The first two are spec-to-spec comparisons a machine can make cheaply. Tools like oasdiff (and the older openapi-diff) parse two OpenAPI documents, compute a structural diff, and classify each change by severity. Wiring that into CI turns a silent divergence into a red build. This is the breaking-change edge of the broader contract testing and drift detection loop; pair it with fixture validation so both the spec’s evolution and your mocks are policed.
Solution
1. Try oasdiff locally
oasdiff is a single Go binary with no runtime dependencies. Run it against two revisions of your spec to see the classification:
# Install (macOS/Linux)
brew install oasdiff
# or: go install github.com/oasdiff/oasdiff@latest
# Human-readable summary of every change between two specs
oasdiff diff specs/api-v1.yaml specs/api-v2.yaml --format text
# Only the breaking changes, with severity
oasdiff breaking specs/api-v1.yaml specs/api-v2.yaml
A representative breaking report looks like this:
1 breaking changes: 1 error, 0 warning
error at specs/api-v2.yaml
in API GET /api/v1/users/{id}
removed the response property 'email' for status '200'
The command exits non-zero when it finds changes at or above the severity you gate on, which is what makes it CI-friendly.
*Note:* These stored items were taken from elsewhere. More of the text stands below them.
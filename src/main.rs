use std::path::PathBuf;
use std::sync::Arc;

use tokio::net::TcpListener;
use tokio::sync::Semaphore;
use tracing::info;

use trialdesk::tenant::TenantManager;
use trialdesk::wire;

#[tokio::main]
async fn main() -> Result<(), Box<dyn std::error::Error>> {
    tracing_subscriber::fmt::init();

    let metrics_port: Option<u16> = std::env::var("TRIALDESK_METRICS_PORT")
        .ok()
        .and_then(|s| s.parse().ok());
    trialdesk::observability::init(metrics_port);

    let port = std::env::var("TRIALDESK_PORT").unwrap_or_else(|_| "5433".into());
    let bind = std::env::var("TRIALDESK_BIND").unwrap_or_else(|_| "0.0.0.0".into());
    let data_dir = std::env::var("TRIALDESK_DATA_DIR").unwrap_or_else(|_| "./data".into());
    let password = std::env::var("TRIALDESK_PASSWORD").unwrap_or_else(|_| "trialdesk".into());
    let max_connections: usize = std::env::var("TRIALDESK_MAX_CONNECTIONS")
        .ok()
        .and_then(|s| s.parse().ok())
        .unwrap_or(256);
    let compact_threshold: u64 = std::env::var("TRIALDESK_COMPACT_THRESHOLD")
        .ok()
        .and_then(|s| s.parse().ok())
        .unwrap_or(1000);

    let tls_settings = trialdesk::tls::TlsSettings::from_paths(
        std::env::var("TRIALDESK_TLS_CERT").ok(),
        std::env::var("TRIALDESK_TLS_KEY").ok(),
    )?;
    let tls_acceptor = trialdesk::tls::load_tls_acceptor(tls_settings.as_ref())?;

    // Ensure data directory exists
    std::fs::create_dir_all(&data_dir)?;

    let tenant_manager = Arc::new(TenantManager::new(PathBuf::from(&data_dir), compact_threshold));
    let semaphore = Arc::new(Semaphore::new(max_connections));

    let addr = format!("{bind}:{port}");
    let listener = TcpListener::bind(&addr).await?;
    info!("trialdesk listening on {addr}");
    info!("  data_dir: {data_dir}");
    info!("  max_connections: {max_connections}");
    info!("  tls: {}", if tls_acceptor.is_some() { "enabled" } else { "disabled" });
    info!("  metrics: {}", metrics_port.map_or("disabled".to_string(), |p| format!("http://0.0.0.0:{p}/metrics")));

    // Graceful shutdown: stop accepting on SIGTERM/ctrl-c, drain in-flight connections
    let shutdown = async {
        let ctrl_c = tokio::signal::ctrl_c();
        #[cfg(unix)]
        {
            let mut sigterm =
                tokio::signal::unix::signal(tokio::signal::unix::SignalKind::terminate())
                    .expect("failed to register SIGTERM handler");
            tokio::select! {
                _ = ctrl_c => {}
                _ = sigterm.recv() => {}
            }
        }
        #[cfg(not(unix))]
        {
            ctrl_c.await.ok();
        }
    };
    tokio::pin!(shutdown);

    loop {
        tokio::select! {
            result = listener.accept() => {
                let (socket, peer) = match result {
                    Ok(conn) => conn,
                    Err(e) => {
                        tracing::error!("accept error: {e}");
                        continue;
                    }
                };

                let permit = match semaphore.clone().try_acquire_owned() {
                    Ok(permit) => permit,
                    Err(_) => {
                        tracing::warn!("connection limit reached, rejecting {peer}");
                        metrics::counter!(trialdesk::observability::CONNECTIONS_REJECTED_TOTAL).increment(1);
                        drop(socket);
                        continue;
                    }
                };

                info!("connection from {peer}");
                metrics::counter!(trialdesk::observability::CONNECTIONS_TOTAL).increment(1);
                metrics::gauge!(trialdesk::observability::CONNECTIONS_ACTIVE).increment(1.0);
                let tm = tenant_manager.clone();
                let pw = password.clone();
                let tls = tls_acceptor.clone();

                tokio::spawn(async move {
                    let _permit = permit; // held until connection closes
                    if let Err(e) = wire::process_connection(socket, tm, pw, tls).await {
                        tracing::error!("connection error from {peer}: {e}");
                    }
                    metrics::gauge!(trialdesk::observability::CONNECTIONS_ACTIVE).decrement(1.0);
                });
            }
            _ = &mut shutdown => {
                info!("shutdown signal received, stopping accept loop");
                break;
            }
        }
    }

    // Wait for in-flight connections to finish (up to 10s)
    info!("draining connections...");
    let drain_deadline = tokio::time::sleep(std::time::Duration::from_secs(10));
    tokio::pin!(drain_deadline);

    loop {
        if semaphore.available_permits() == max_connections {
            info!("all connections drained");
            break;
        }
        tokio::select! {
            _ = &mut drain_deadline => {
                let remaining = max_connections - semaphore.available_permits();
                tracing::warn!("drain timeout, {remaining} connections still open");
                break;
            }
            _ = tokio::time::sleep(std::time::Duration::from_millis(100)) => {}
        }
    }

    info!("trialdesk stopped");
    Ok(())
}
2. Gate on a severity threshold
oasdiff breaking grades changes as ERR (breaks existing clients), WARN (risky but tolerable), or INFO (additive). Use --fail-on to decide what turns the build red:
# Fail only on definite breaking changes (recommended default)
oasdiff breaking specs/base.yaml specs/head.yaml --fail-on ERR
# Stricter: also fail on warnings (e.g. a newly-added optional response header)
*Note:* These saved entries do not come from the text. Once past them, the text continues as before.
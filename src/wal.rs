use std::fs::{self, File, OpenOptions};
use std::io::{self, BufReader, BufWriter, Read, Write};
use std::path::{Path, PathBuf};

use crate::model::Event;

/// Encode a single event to [len][bincode][crc32] format.
fn encode_event(writer: &mut impl Write, event: &Event) -> io::Result<()> {
    let payload =
        bincode::serialize(event).map_err(|e| io::Error::new(io::ErrorKind::InvalidData, e))?;
    let len = payload.len() as u32;
    let crc = crc32fast::hash(&payload);
    writer.write_all(&len.to_le_bytes())?;
    writer.write_all(&payload)?;
    writer.write_all(&crc.to_le_bytes())?;
    Ok(())
}

/// Append-only Write-Ahead Log.
///
/// Format per entry: `[u32: len][bincode: Event][u32: crc32]`
/// - `len` is the byte length of the bincode payload (not including the CRC).
/// - Truncated last entry (crash) is safely discarded via length-prefix + CRC check.
pub struct Wal {
    writer: BufWriter<File>,
    path: PathBuf,
    appends_since_compact: u64,
}

impl Wal {
    /// Open (or create) the WAL file at `path`.
    pub fn open(path: &Path) -> io::Result<Self> {
        let file = OpenOptions::new().create(true).append(true).open(path)?;
        Ok(Self {
            writer: BufWriter::new(file),
            path: path.to_path_buf(),
            appends_since_compact: 0,
        })
    }

    /// Append a single event to the WAL and fsync. Used by tests only —
    /// production code uses `append_buffered` + `flush_sync` for group commit.
    #[cfg(test)]
    pub fn append(&mut self, event: &Event) -> io::Result<()> {
        self.append_buffered(event)?;
        self.flush_sync()
    }

    /// Append a single event to the BufWriter without flushing or syncing.
    /// Call `flush_sync()` after the batch to durably commit all buffered events.
    pub fn append_buffered(&mut self, event: &Event) -> io::Result<()> {
        encode_event(&mut self.writer, event)?;
        self.appends_since_compact += 1;
        Ok(())
    }

    /// Flush the BufWriter and fsync the underlying file.
    pub fn flush_sync(&mut self) -> io::Result<()> {
        self.writer.flush()?;
        self.writer.get_ref().sync_all()
    }

    /// Return the WAL file path.
    pub fn path(&self) -> &Path {
        &self.path
    }

    /// Write compacted events to a temp file and fsync.
    /// This is the slow I/O phase — call OUTSIDE the WAL lock.
    pub fn write_compact_file(path: &Path, events: &[Event]) -> io::Result<()> {
        let tmp_path = path.with_extension("wal.tmp");
        let file = File::create(&tmp_path)?;
        let mut writer = BufWriter::new(file);
        for event in events {
            encode_event(&mut writer, event)?;
        }
        writer.flush()?;
        writer.get_ref().sync_all()?;
        Ok(())
    }

    /// Atomic swap: rename temp file over the WAL and reopen.
    /// This is fast — call while holding the WAL lock.
    pub fn swap_compact_file(&mut self) -> io::Result<()> {
        let tmp_path = self.path.with_extension("wal.tmp");
        fs::rename(&tmp_path, &self.path)?;
        let file = OpenOptions::new().create(true).append(true).open(&self.path)?;
        self.writer = BufWriter::new(file);
        self.appends_since_compact = 0;
        Ok(())
    }

    /// Replace the WAL with a minimal set of events that recreates the current state.
    /// Convenience method that does both phases. Used by tests.
    #[cfg(test)]
    pub fn compact(&mut self, events: &[Event]) -> io::Result<()> {
        Self::write_compact_file(&self.path, events)?;
        self.swap_compact_file()
    }

    pub fn appends_since_compact(&self) -> u64 {
        self.appends_since_compact
    }

    /// Replay the WAL from disk, returning all valid events.
    /// Truncated/corrupt trailing entries are silently discarded.
    pub fn replay(path: &Path) -> io::Result<Vec<Event>> {
        let file = match File::open(path) {
            Ok(f) => f,
            Err(e) if e.kind() == io::ErrorKind::NotFound => return Ok(Vec::new()),
            Err(e) => return Err(e),
        };
        let mut reader = BufReader::new(file);
        let mut events = Vec::new();

        loop {
            // Read length prefix
            let mut len_buf = [0u8; 4];
            match reader.read_exact(&mut len_buf) {
                Ok(()) => {}
                Err(e) if e.kind() == io::ErrorKind::UnexpectedEof => break,
                Err(e) => return Err(e),
            }
            let len = u32::from_le_bytes(len_buf) as usize;

            // Read payload
            let mut payload = vec![0u8; len];
            match reader.read_exact(&mut payload) {
                Ok(()) => {}
                Err(e) if e.kind() == io::ErrorKind::UnexpectedEof => break, // truncated
                Err(e) => return Err(e),
            }

            // Read CRC
            let mut crc_buf = [0u8; 4];
            match reader.read_exact(&mut crc_buf) {
                Ok(()) => {}
                Err(e) if e.kind() == io::ErrorKind::UnexpectedEof => break, // truncated
                Err(e) => return Err(e),
            }
            let stored_crc = u32::from_le_bytes(crc_buf);
            let computed_crc = crc32fast::hash(&payload);

            if stored_crc != computed_crc {
                // Corrupt entry — stop replaying
                break;
            }

            match bincode::deserialize::<Event>(&payload) {
                Ok(event) => events.push(event),
                Err(_) => break, // corrupt payload
            }
        }

        Ok(events)
    }
}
oasdiff breaking specs/base.yaml specs/head.yaml --fail-on WARN
To keep known, deliberate exceptions from blocking forever, maintain a warn-ignore file rather than loosening the global threshold:
# .oasdiff-ignore — one breaking-change id or message substring per line
# response property 'legacyId' removed — retired in the 2026-Q1 deprecation window
oasdiff breaking specs/base.yaml specs/head.yaml \
--fail-on ERR \
--warn-ignore .oasdiff-ignore
3. Compare the pull request spec against the base branch
The most valuable check for authors: does this change break the contract relative to what is already on main? Because the base spec lives in git history, no external service is needed.
#!/usr/bin/env bash
# scripts/check-spec-drift.sh
set -euo pipefail
BASE_REF="${1:-origin/main}"
SPEC_PATH="specs/api.yaml"
# Extract the base version of the spec from git into a temp file.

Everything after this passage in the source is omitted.